Discussion in 'Wall St. News' started by OddTrader, Nov 28, 2015.

  1. Q
    A Riddle Wrapped in a Price Swing: ‘Weird Stuff Happens’ in Treasuries
    Even Treasury officials aren’t sure how government debt trades.

    http://www.bloomberg.com/news/artic...arket-how-government-debt-trades-is-a-mystery

    On Oct. 15, 2014, officials at the U.S. Department of the Treasury were spooked by a burst of rapid-fire trading in the $13 trillion market for U.S. government debt. Over a 12-minute span that morning, the yield on the benchmark 10-year Treasury note plunged from 2.02 percent to 1.86 percent, then just as quickly shot back up to within a few ticks of where it started.

    The nosedive and rapid recovery were a rare episode of volatility for the Treasury market, which helps finance the U.S. government and, with $500 billion in securities traded every day, is the largest and most active debt market in the world. Treasury yields have fluctuated that much only three other times since 1998, including the day central banks announced a coordinated cut in global interest rates during the height of the financial crisis in October 2008 and in August 2011, when Standard & Poor’s lowered its credit rating on the U.S. This time, there was no apparent cause, leaving bankers, traders, and regulators mystified. Jamie Dimon, chief executive officer of JPMorgan Chase, called it “an event that is supposed to happen only once in every 3 billion years or so.”

    A year later, the Treasury Department still doesn’t fully understand what happened during those 12 minutes. In a report released in July and produced in coordination with four other agencies, Treasury laid out a reconstruction that included enough analysis to impress even some high-frequency traders who had spent months on their own trying to piece together the events of the day. But the government couldn’t come up with a full explanation of who or what triggered the price swings. More troubling, the report laid bare just how little regulators understand about the daily workings of the Treasury market, which has changed drastically over the past decade through technological innovation and the rise of electronic speed traders.

    “The Treasury market has not been fully reviewed in over 15 years,” says Antonio Weiss, a former investment banking executive who is leading the Treasury Department’s deep dive into the mechanics of the market. “We are in the early stages of conducting such a review in light of the very significant changes that have occurred.”

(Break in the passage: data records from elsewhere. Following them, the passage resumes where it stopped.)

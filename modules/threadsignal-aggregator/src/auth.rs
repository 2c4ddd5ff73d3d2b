// Token lifecycle for one platform + credential pair.
//
// Unauthenticated -> Authenticating -> Authenticated -> Expired -> Authenticating(refresh)
//
// The in-flight exchange is a shared future: concurrent callers clone it and
// await the same outcome instead of issuing duplicate exchanges. The state
// lock is never held across an await.

use std::sync::atomic::{AtomicU64, Ordering};
use std::sync::{Arc, Mutex, MutexGuard};

use async_trait::async_trait;
use chrono::{DateTime, Utc};
use futures::future::{BoxFuture, FutureExt, Shared};
use tracing::{info, warn};

use threadsignal_common::{Credentials, Platform, Result, ThreadError};

/// Access token plus expiry and, where the platform issues one, a refresh token.
#[derive(Clone, PartialEq, Eq)]
pub struct AuthSession {
    pub access_token: String,
    pub refresh_token: Option<String>,
    /// `None` for tokens that do not expire on their own.
    pub expires_at: Option<DateTime<Utc>>,
}

impl AuthSession {
    pub fn new(access_token: impl Into<String>) -> Self {
        Self {
            access_token: access_token.into(),
            refresh_token: None,
            expires_at: None,
        }
    }

    pub fn with_refresh_token(mut self, refresh_token: impl Into<String>) -> Self {
        self.refresh_token = Some(refresh_token.into());
        self
    }

    pub fn with_expiry(mut self, expires_at: DateTime<Utc>) -> Self {
        self.expires_at = Some(expires_at);
        self
    }

    pub fn expires_in(self, seconds: i64) -> Self {
        self.with_expiry(Utc::now() + chrono::Duration::seconds(seconds))
    }

    pub fn is_expired(&self, now: DateTime<Utc>, skew: chrono::Duration) -> bool {
        self.expires_at.is_some_and(|at| now + skew >= at)
    }
}

impl std::fmt::Debug for AuthSession {
    fn fmt(&self, f: &mut std::fmt::Formatter<'_>) -> std::fmt::Result {
        f.debug_struct("AuthSession")
            .field("access_token", &"[redacted]")
            .field("refresh_token", &self.refresh_token.as_ref().map(|_| "[redacted]"))
            .field("expires_at", &self.expires_at)
            .finish()
    }
}

/// A platform's credential exchange.
#[async_trait]
pub trait CredentialExchange: Send + Sync {
    /// Trade credentials for a fresh session.
    async fn exchange(&self, credentials: &Credentials) -> Result<AuthSession>;

    /// Renew an expired session. Platforms without refresh tokens re-exchange.
    async fn refresh(&self, credentials: &Credentials, expired: &AuthSession) -> Result<AuthSession> {
        let _ = expired;
        self.exchange(credentials).await
    }
}

#[derive(Debug, Clone, Copy, PartialEq, Eq)]
pub enum AuthStatus {
    Unauthenticated,
    Authenticating,
    Authenticated,
    Expired,
}

type Flight = Shared<BoxFuture<'static, Result<AuthSession>>>;

enum AuthState {
    Unauthenticated,
    Authenticating { flight: Flight, generation: u64 },
    Authenticated(AuthSession),
}

pub struct TokenAuthenticator {
    platform: Platform,
    credentials: Credentials,
    exchange: Arc<dyn CredentialExchange>,
    state: Mutex<AuthState>,
    generation: AtomicU64,
    expiry_skew: chrono::Duration,
}

impl TokenAuthenticator {
    pub fn new(
        platform: Platform,
        credentials: Credentials,
        exchange: Arc<dyn CredentialExchange>,
    ) -> Self {
        Self {
            platform,
            credentials,
            exchange,
            state: Mutex::new(AuthState::Unauthenticated),
            generation: AtomicU64::new(0),
            expiry_skew: chrono::Duration::seconds(30),
        }
    }

    /// Treat sessions as expired this long before their stated expiry.
    pub fn with_expiry_skew(mut self, skew: chrono::Duration) -> Self {
        self.expiry_skew = skew;
        self
    }

    pub fn platform(&self) -> Platform {
        self.platform
    }

    /// The platform + credential pair this authenticator owns a session for.
    pub fn key(&self) -> (Platform, &str) {
        (self.platform, self.credentials.identity())
    }

    pub fn status(&self) -> AuthStatus {
        match &*self.lock_state() {
            AuthState::Unauthenticated => AuthStatus::Unauthenticated,
            AuthState::Authenticating { .. } => AuthStatus::Authenticating,
            AuthState::Authenticated(session) if session.is_expired(Utc::now(), self.expiry_skew) => {
                AuthStatus::Expired
            }
            AuthState::Authenticated(_) => AuthStatus::Authenticated,
        }
    }

    /// Return a valid session, authenticating or refreshing first if needed.
    /// Concurrent callers share a single in-flight exchange.
    pub async fn ensure_valid_session(&self) -> Result<AuthSession> {
        let (flight, generation) = {
            let mut state = self.lock_state();
            let mut previous = None;
            let joined = match &*state {
                AuthState::Authenticated(session)
                    if !session.is_expired(Utc::now(), self.expiry_skew) =>
                {
                    return Ok(session.clone());
                }
                AuthState::Authenticating { flight, generation } => {
                    Some((flight.clone(), *generation))
                }
                AuthState::Authenticated(expired) => {
                    previous = Some(expired.clone());
                    None
                }
                AuthState::Unauthenticated => None,
            };
            match joined {
                Some(in_flight) => in_flight,
                None => self.begin_flight(&mut state, previous),
            }
        };

        let outcome = flight.await;

        let mut state = self.lock_state();
        let current = matches!(
            &*state,
            AuthState::Authenticating { generation: g, .. } if *g == generation
        );
        if current {
            *state = match &outcome {
                Ok(session) => AuthState::Authenticated(session.clone()),
                Err(_) => AuthState::Unauthenticated,
            };
        }
        outcome
    }

    /// Mark a session the platform rejected as expired, so the next
    /// `ensure_valid_session` refreshes it. Stale sessions are ignored.
    pub fn invalidate(&self, rejected: &AuthSession) {
        let mut state = self.lock_state();
        if let AuthState::Authenticated(current) = &mut *state {
            if current.access_token == rejected.access_token {
                info!(platform = %self.platform, "Access token rejected, session marked expired");
                current.expires_at = Some(DateTime::<Utc>::MIN_UTC);
            }
        }
    }

    fn begin_flight(
        &self,
        state: &mut MutexGuard<'_, AuthState>,
        previous: Option<AuthSession>,
    ) -> (Flight, u64) {
        let generation = self.generation.fetch_add(1, Ordering::SeqCst) + 1;
        let flight = authenticate(
            self.platform,
            self.credentials.clone(),
            self.exchange.clone(),
            previous,
        )
        .boxed()
        .shared();
        **state = AuthState::Authenticating {
            flight: flight.clone(),
            generation,
        };
        (flight, generation)
    }

    fn lock_state(&self) -> MutexGuard<'_, AuthState> {
        self.state.lock().unwrap_or_else(|p| p.into_inner())
    }
}

async fn authenticate(
    platform: Platform,
    credentials: Credentials,
    exchange: Arc<dyn CredentialExchange>,
    previous: Option<AuthSession>,
) -> Result<AuthSession> {
    let outcome = match previous.filter(|s| s.refresh_token.is_some()) {
        Some(expired) => {
            info!(%platform, "Refreshing access token");
            match exchange.refresh(&credentials, &expired).await {
                Ok(session) => Ok(session),
                Err(err) => {
                    warn!(%platform, error = %err, "Token refresh failed, re-authenticating");
                    exchange.exchange(&credentials).await
                }
            }
        }
        None => {
            info!(%platform, identity = credentials.identity(), "Authenticating");
            exchange.exchange(&credentials).await
        }
    };

    match outcome {
        Ok(session) => {
            info!(%platform, expires_at = ?session.expires_at, "Authenticated");
            Ok(session)
        }
        Err(ThreadError::AuthenticationFailed(msg)) => {
            warn!(%platform, error = %msg, "Authentication failed");
            Err(ThreadError::AuthenticationFailed(msg))
        }
        Err(other) => {
            warn!(%platform, error = %other, "Authentication failed");
            Err(ThreadError::AuthenticationFailed(format!("{platform}: {other}")))
        }
    }
}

    “The level of opacity that still exists in the market for the debt issued by the largest economy in the world is stunning.” —Kevin McPartland, Greenwich Associates

    Weiss is playing a pivotal role just nine months after his nomination for a top Treasury post caused a rift between the Obama administration and Democratic lawmakers seeking a tougher line against Wall Street. Senator Elizabeth Warren led a populist campaign against Weiss, whom she portrayed as a symbol of government coziness with the financial sector. Weiss withdrew his name, took a job as a counselor to Treasury Secretary Jack Lew, and stepped out of the limelight.

    Now the ex-Lazard dealmaker is the point man on one of the most pressing financial concerns for the government: understanding the day-to-day trading in Treasuries and why it seems to have become more turbulent than at any time since at least the 1970s. By one measure, outsize swings are occurring almost twice as often as statisticians would normally expect, according to data compiled by TD Securities.

    The ups and downs are so prevalent that Treasuries have been more volatile than U.S. stocks this year. “This isn’t your grandfather’s market anymore,” says Steven Meier, an executive vice president at State Street, a top investor in the Treasury market.

    Uncertainty over when the Federal Reserve will raise interest rates is feeding some of the recent volatility, but regulators are also examining the impact of high-frequency traders, who use algorithms to buy and sell Treasuries in microseconds. Speed traders now account for about half the electronic trading in the Treasury cash market, up from 25 percent in 2008, according to research firm Tabb Group. During the most frenzied moments last year on Oct. 15, speed traders were responsible for about three-quarters of all trading. “We need to consider whether the race for speed, at this already advanced stage, helps or hurts market functioning,” Weiss said in an August speech at the Brookings Institution in Washington.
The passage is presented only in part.